それは白米ともち麦のカロリーはほぼ同じだからです。
炊飯前の白米ともち麦のカロリーは同じ、炊飯後のカロリーももちろん同じです。しかしできあがる量がもち麦のほうが多いのです。
簡単にいうと白米は炊飯後約2.2倍、もち麦は約2.8~3倍とカサが増します。なのでいつものお茶碗に白米と食べるときと同じくらい盛れば、カロリーダウンが期待できます。

白米と一緒に炊く
上記のカロリーのお話は、白米をもち麦に100%置き換えた場合です。
しかしもち麦が苦手という方もいらっしゃると思います。もちろん完全に置き換えなくても、白米にもち麦を混ぜることで食物繊維やその他栄養素の効果は期待できますし、多少のエネルギーダウンは狙えます。
雑炊やリゾットする
もち麦が苦手でもなんとか置き換えたい方や、もっとエネルギーダウンしたい方は、雑炊やリゾットにするのがおススメです。

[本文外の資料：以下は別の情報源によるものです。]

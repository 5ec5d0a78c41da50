//! One-shot generation driven by command-line flags.

mod context;
mod flags;
mod parse;
pub mod prompts;
mod quiet;

pub use context::{Context, Done, EXIT_USAGE};
pub use flags::CliFlags;
pub use parse::{MAX_COUNT, ParseError, parse};

/// Run CLI mode and return the process exit status.
pub fn run(args: &[String]) -> i32 {
    let mut ctx = match Context::new(args) {
        Ok(ctx) => ctx,
        Err(e) => {
            prompts::error(&e.to_string());
            prompts::error("Run with --help for usage.");
            return EXIT_USAGE;
        }
    };

    match ctx.run() {
        Ok(()) => 0,
        Err(Done(code)) => code,
    }
}
use thiserror::Error;

use super::CliFlags;
use crate::pass::{CharClass, ClassSet};

/// Most passwords one `-n` run will build.
pub const MAX_COUNT: usize = 10_000;

#[derive(Debug, Error, PartialEq, Eq)]
pub enum ParseError {
    #[error("Invalid number: {0}")]
    InvalidNumber(String),
    #[error("Unknown argument: {0}")]
    UnknownArg(String),
    #[error("Missing value for {0}")]
    MissingValue(String),
    #[error("Invalid character class '{0}' (expected letters from 'ulns')")]
    InvalidClass(char),
    #[error("Unknown random source: {0} (expected 'os' or 'chacha')")]
    InvalidSource(String),
    #[error("Password count must be between 1 and {max} (got {0})", max = MAX_COUNT)]
    InvalidCount(usize),
}

pub fn parse(args: &[String]) -> Result<CliFlags, ParseError> {
    let mut flags = CliFlags::default();
    let mut i = 1;

    while i < args.len() {
        let arg = args[i].as_str();
        match arg {
            "-h" | "--help" => flags.help = true,
            "-v" | "--version" => flags.version = true,
            "-q" | "--quiet" => flags.quiet = true,
            "-b" | "--board" => flags.clipboard = true,
            "-s" | "--saved" => flags.saved = true,
            "-d" | "--default" => flags.default = true,
            "-a" | "--avoid-similar" => flags.avoid_similar = true,
            "--no-upper" => flags.disabled.insert(CharClass::Uppercase),
            "--no-lower" => flags.disabled.insert(CharClass::Lowercase),
            "--no-numbers" => flags.disabled.insert(CharClass::Numbers),
            "--no-symbols" => flags.disabled.insert(CharClass::Symbols),
            "-l" | "--length" => {
                let value = value_of(args, &mut i)?;
                flags.length = Some(parse_number(value)?);
            }
            "-n" | "--number" => {
                let value = value_of(args, &mut i)?;
                let count = parse_number(value)?;
                if count == 0 || count > MAX_COUNT {
                    return Err(ParseError::InvalidCount(count));
                }
                flags.number = Some(count);
            }
            "-C" | "--classes" => {
                let value = value_of(args, &mut i)?;
                flags.classes = Some(parse_classes(value)?);
            }
            "--symbols" => {
                flags.symbols = Some(value_of(args, &mut i)?.to_string());
            }
            "-r" | "--rng" => {
                let value = value_of(args, &mut i)?;
                flags.rng = Some(
                    value
                        .parse()
                        .map_err(|_| ParseError::InvalidSource(value.to_string()))?,
                );
            }
            _ => return Err(ParseError::UnknownArg(arg.to_string())),
        }
        i += 1;
    }

    Ok(flags)
}

fn value_of<'a>(args: &'a [String], i: &mut usize) -> Result<&'a str, ParseError> {
    let flag = &args[*i];
    *i += 1;
    args.get(*i)
        .map(String::as_str)
        .ok_or_else(|| ParseError::MissingValue(flag.clone()))
}

fn parse_number(s: &str) -> Result<usize, ParseError> {
    s.trim()
        .parse()
        .map_err(|_| ParseError::InvalidNumber(s.to_string()))
}

fn parse_classes(s: &str) -> Result<ClassSet, ParseError> {
    s.chars()
        .map(|c| CharClass::from_code(c.to_ascii_lowercase()).ok_or(ParseError::InvalidClass(c)))
        .collect()
}

#[cfg(test)]
mod tests {
    use super::*;
    use crate::entropy::SourceKind;

    fn args(list: &[&str]) -> Vec<String> {
        std::iter::once("classpass")
            .chain(list.iter().copied())
            .map(String::from)
            .collect()
    }

    #[test]
    fn parses_generation_flags() {
        let flags = parse(&args(&["-l", "20", "-n", "3", "-C", "ul", "-a", "--rng", "chacha"]))
            .unwrap();
        assert_eq!(flags.length, Some(20));
        assert_eq!(flags.number, Some(3));
        assert_eq!(flags.classes.map(|c| c.codes()), Some("ul".to_string()));
        assert!(flags.avoid_similar);
        assert_eq!(flags.rng, Some(SourceKind::ChaCha));
    }

    #[test]
    fn parses_toggles() {
        let flags = parse(&args(&["--no-symbols", "--no-lower", "-b", "-q"])).unwrap();
        assert_eq!(flags.disabled.codes(), "ls");
        assert!(flags.clipboard);
        assert!(flags.quiet);
    }

    #[test]
    fn symbols_value_is_taken_verbatim() {
        let flags = parse(&args(&["--symbols", "-_."])).unwrap();
        assert_eq!(flags.symbols.as_deref(), Some("-_."));
    }

    #[test]
    fn rejects_bad_input() {
        assert_eq!(
            parse(&args(&["--frobnicate"])).unwrap_err(),
            ParseError::UnknownArg("--frobnicate".into())
        );
        assert_eq!(
            parse(&args(&["-l", "ten"])).unwrap_err(),
            ParseError::InvalidNumber("ten".into())
        );
        assert_eq!(
            parse(&args(&["-l"])).unwrap_err(),
            ParseError::MissingValue("-l".into())
        );
        assert_eq!(
            parse(&args(&["-C", "ux"])).unwrap_err(),
            ParseError::InvalidClass('x')
        );
        assert_eq!(
            parse(&args(&["-r", "rdtsc"])).unwrap_err(),
            ParseError::InvalidSource("rdtsc".into())
        );
    }

    #[test]
    fn count_must_be_in_range() {
        assert_eq!(
            parse(&args(&["-n", "0"])).unwrap_err(),
            ParseError::InvalidCount(0)
        );
        let too_many = (MAX_COUNT + 1).to_string();
        assert_eq!(
            parse(&args(&["-n", &too_many])).unwrap_err(),
            ParseError::InvalidCount(MAX_COUNT + 1)
        );
        let most = MAX_COUNT.to_string();
        assert_eq!(parse(&args(&["-n", &most])).unwrap().number, Some(MAX_COUNT));
    }
}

雑炊やリゾットにすることでカサを増やせますし、もち麦が苦手な方でも味付けをすることで食べやすくなります。そのため満腹感を得ながらカロリーダウンできるではないでしょうか。
まとめ
結論、「もち麦」はダイエットに活用できます。
デトックスやセカンドミール効果があり、満腹感を得ながらカロリーダウンできるのではないでしょうか。
また昨今、糖質制限ダイエットが流行っておりますが、極端な糖質制限は身体にさまざな悪影響があるためおススメできません。その点「もち麦」は、糖質を取りながらカロリーダウンが可能です。
さらにダイエット中におこりやすい食物繊維やビタミンの不足も、「もち麦」効果で少しは回避できるのではないでしょうか。せっかくダイエットしても便秘や肌荒れになっては勿体ないですよね。
しっかり栄養をとりながらダイエットすることが大切なのです。
参考文献
1. Wolever, T. M., Jenkins, D. J., Ocana, A. M., Rao, V. A., & Collier, G. R. (1988). Second-meal effect: low-glycemic-index foods eaten at dinner improve subsequent breakfast glycemic response. The American journal of clinical nutrition, 48(4), 1041-1047.